So problem No. 1: At a time when China is trying to build a domestic economy to match its export economy, there is a complete lack of faith in Chinese companies. ‘‘It is not about branding,’’ an American businessman living in Shanghai told me. Rather, he said, there is a sense among consumers that no matter what the industry, too many Chinese businesspeople are willing to scam their own customers to make a buck.
With corner-cutting deeply ingrained as a Chinese business practice, it’s really up to the government to change that ethos through regulation and enforcement. But while the central government is more than happy to pass nice-sounding laws, there is virtually no enforcement, and no real culture of regulation either.

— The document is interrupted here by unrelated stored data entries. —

//! PolyScan Command Line Interface
//!
//! Usage:
//!   polyscan [OPTIONS] <input-file>
//!   polyscan --help
//!
//! Examples:
//!   polyscan square.scan                       # Print the C loop nest
//!   polyscan --emit=structure square.scan      # Dump the loop tree
//!   polyscan --emit=points --params 10 a.scan  # List executed statement instances
//!   polyscan --backend=check square.scan       # Run both backends and compare
//!   polyscan --compilable 10 a.scan            # Complete C program with parameters set to 10

use clap::{Parser, ValueEnum};
use polyscan::codegen::{self, CCodeGen, Emit, Program};
use polyscan::polyhedral::BackendChoice;
use polyscan::utils::errors::ParseError;
use polyscan::utils::{print_input, SourceMap};
use polyscan::{frontend, GenerationOptions};
use std::fs;
use std::path::PathBuf;
use anyhow::{Context, Result};
use log::{debug, error, info};

/// PolyScan - Loop generation for unions of polyhedra
#[derive(Parser, Debug)]
#[command(name = "polyscan")]
#[command(author = "PolyScan Contributors")]
#[command(version)]
#[command(about = "Generates loop nests scanning unions of parametric polyhedra", long_about = None)]
struct Cli {
    /// Input file in the textual program format
    #[arg(value_name = "FILE")]
    input: PathBuf,

    /// Output file (defaults to stdout)
    #[arg(short, long, value_name = "FILE")]
    output: Option<PathBuf>,

    /// What to emit
    #[arg(long, default_value = "code")]
    emit: EmitKind,

    /// Polyhedral backend
    #[arg(long, default_value = "dd")]
    backend: BackendArg,

    /// Row limit for intermediate constraint systems
    #[arg(long, value_name = "ROWS")]
    max_rows: Option<usize>,

    /// Do not merge statements into blocks
    #[arg(long)]
    noblocks: bool,

    /// Do not extract scalar dimensions
    #[arg(long)]
    noscalars: bool,

    /// Do not simplify loop domains
    #[arg(long)]
    nosimplify: bool,

    /// First depth at which domains are separated
    #[arg(short = 'f', long, value_name = "DEPTH", default_value_t = 1)]
    first_level: usize,

    /// Last depth at which domains are separated (unlimited by default)
    #[arg(short = 'l', long, value_name = "DEPTH")]
    last_level: Option<usize>,

    /// Print a complete C program with every parameter set to VALUE
    #[arg(long, value_name = "VALUE", allow_negative_numbers = true)]
    compilable: Option<i64>,

    /// Parameter values for --emit=points (comma-separated)
    #[arg(long, value_delimiter = ',', num_args = 1.., allow_negative_numbers = true)]
    params: Vec<i64>,

    /// Verbose output (-v, -vv, -vvv)
    #[arg(short, long, action = clap::ArgAction::Count)]
    verbose: u8,

    /// Quiet mode (suppress warnings)
    #[arg(short, long)]
    quiet: bool,
}

#[derive(Debug, Clone, Copy, ValueEnum)]
enum EmitKind {
    /// Generated C code
    Code,
    /// Loop tree dump
    Structure,
    /// The input, re-printed in the textual format
    Input,
    /// JSON dump of the program
    Json,
    /// Executed statement instances for --params
    Points,
}

#[derive(Debug, Clone, Copy, ValueEnum)]
enum BackendArg {
    /// Double description
    Dd,
    /// Fourier-Motzkin
    Fm,
    /// Both, comparing every result
    Check,
}

impl From<BackendArg> for BackendChoice {
    fn from(arg: BackendArg) -> Self {
        match arg {
            BackendArg::Dd => BackendChoice::DoubleDescription,
            BackendArg::Fm => BackendChoice::FourierMotzkin,
            BackendArg::Check => BackendChoice::CrossCheck,
        }
    }
}

fn main() -> Result<()> {
    let cli = Cli::parse();

    // Initialize logging
    let log_level = if cli.quiet {
        log::LevelFilter::Error
    } else {
        match cli.verbose {
            0 => log::LevelFilter::Warn,
            1 => log::LevelFilter::Info,
            2 => log::LevelFilter::Debug,
            _ => log::LevelFilter::Trace,
        }
    };

    env_logger::Builder::from_default_env()
        .filter_level(log_level)
        .format_timestamp(None)
        .init();

    info!("PolyScan v{}", polyscan::VERSION);
    debug!("Input file: {:?}", cli.input);

    // Read input file
    let source = fs::read_to_string(&cli.input)
        .with_context(|| format!("Failed to read input file: {:?}", cli.input))?;

    info!("Reading...");
    let input = match frontend::read_program(&source) {
        Ok(input) => input,
        Err(e) => {
            report_parse_error(&source, &e);
            return Err(e).with_context(|| format!("Failed to read program from {:?}", cli.input));
        }
    };
    debug!("Input:\n{}", print_input(&input));

    // Handle --emit=input early exit
    if matches!(cli.emit, EmitKind::Input) {
        write_output(&cli.output, &frontend::write_program(&input))?;
        return Ok(());
    }

    let options = build_options(&cli);
    debug!("Generation options: {:?}", options);

    info!("Generating loops...");
    let program = match Program::build(&input, &options) {
        Ok(program) => program,
        Err(e) => {
            error!("Loop generation failed: {}", e);
            return Err(e.into());
        }
    };
    info!("Generated {} top-level loop(s)", program.loops().len());

    let output = match cli.emit {
        EmitKind::Code => {
            let name = cli.input.file_name().map(|n| n.to_string_lossy()).unwrap_or_default();
            CCodeGen::new(&program).with_source(&name).generate()
        }
        EmitKind::Structure => codegen::render(&program, Emit::Structure)?,
        EmitKind::Json => codegen::render(&program, Emit::Json)?,
        EmitKind::Points => format_points(&program, &cli.params)?,
        EmitKind::Input => frontend::write_program(&input),
    };
    write_output(&cli.output, &output)
}

fn build_options(cli: &Cli) -> GenerationOptions {
    let mut options = GenerationOptions::default()
        .backend(cli.backend.into())
        .noblocks(cli.noblocks)
        .noscalars(cli.noscalars)
        .nosimplify(cli.nosimplify)
        .first_level(cli.first_level);
    if let Some(rows) = cli.max_rows {
        options = options.max_rows(rows);
    }
    if let Some(level) = cli.last_level {
        options = options.last_level(level);
    }
    if let Some(value) = cli.compilable {
        options = options.compilable(value);
    }
    options
}

fn format_points(program: &Program, params: &[i64]) -> Result<String> {
    let points = program
        .points(params)
        .with_context(|| format!("Failed to enumerate points for parameters {:?}", params))?;
    let mut out = String::new();
    for (statement, coords) in points {
        let coords: Vec<String> = coords.iter().map(|c| c.to_string()).collect();
        out.push_str(&format!("{}({})\n", statement, coords.join(",")));
    }
    Ok(out)
}

fn report_parse_error(source: &str, e: &ParseError) {
    error!("{}", e);
    if let Some(excerpt) = SourceMap::new(source).excerpt(&e.span) {
        eprintln!("{}", excerpt);
    }
}

fn write_output(path: &Option<PathBuf>, content: &str) -> Result<()> {
    match path {
        Some(p) => {
            fs::write(p, content)
                .with_context(|| format!("Failed to write output file: {:?}", p))?;
        }
        None => {
            print!("{}", content);
        }
    }
    Ok(())
}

That’s problem No. 2. Provincial governments that are supposed to oversee, say, the food supply, are often either in on the scam, or look the other way because they fear that a crackdown might impede economic growth. And officials are evaluated almost exclusively on the basis of growth. Problem No. 3: bad incentives.
And if your car does break down in six months because a supplier sold faulty parts — or your child dies from tainted infant formula? There’s not a thing you can do. Yes, when a big scandal breaks, some crooks go to prison, but even the biggest scandals don’t lead to systematic change. Nor is there any way to seek recompense in the courts; in the West, that has long served to help keep companies on the straight and narrow. The lack of a real rule of law is problem No. 4.
As Mr Wong notes in his article, the government is now investigating foreign companies selling infant formula in China for price-fixing. (Since the scandal, the price of a can of foreign formula has risen by 30%.) Whether there is pricefixing or not — market forces are a more likely culprit — this response is exactly the problem: instead of enforcing regulations that would give consumers confidence in their own country’s products, the government instead is finding ways to make life more difficult for those who make products its citizens want.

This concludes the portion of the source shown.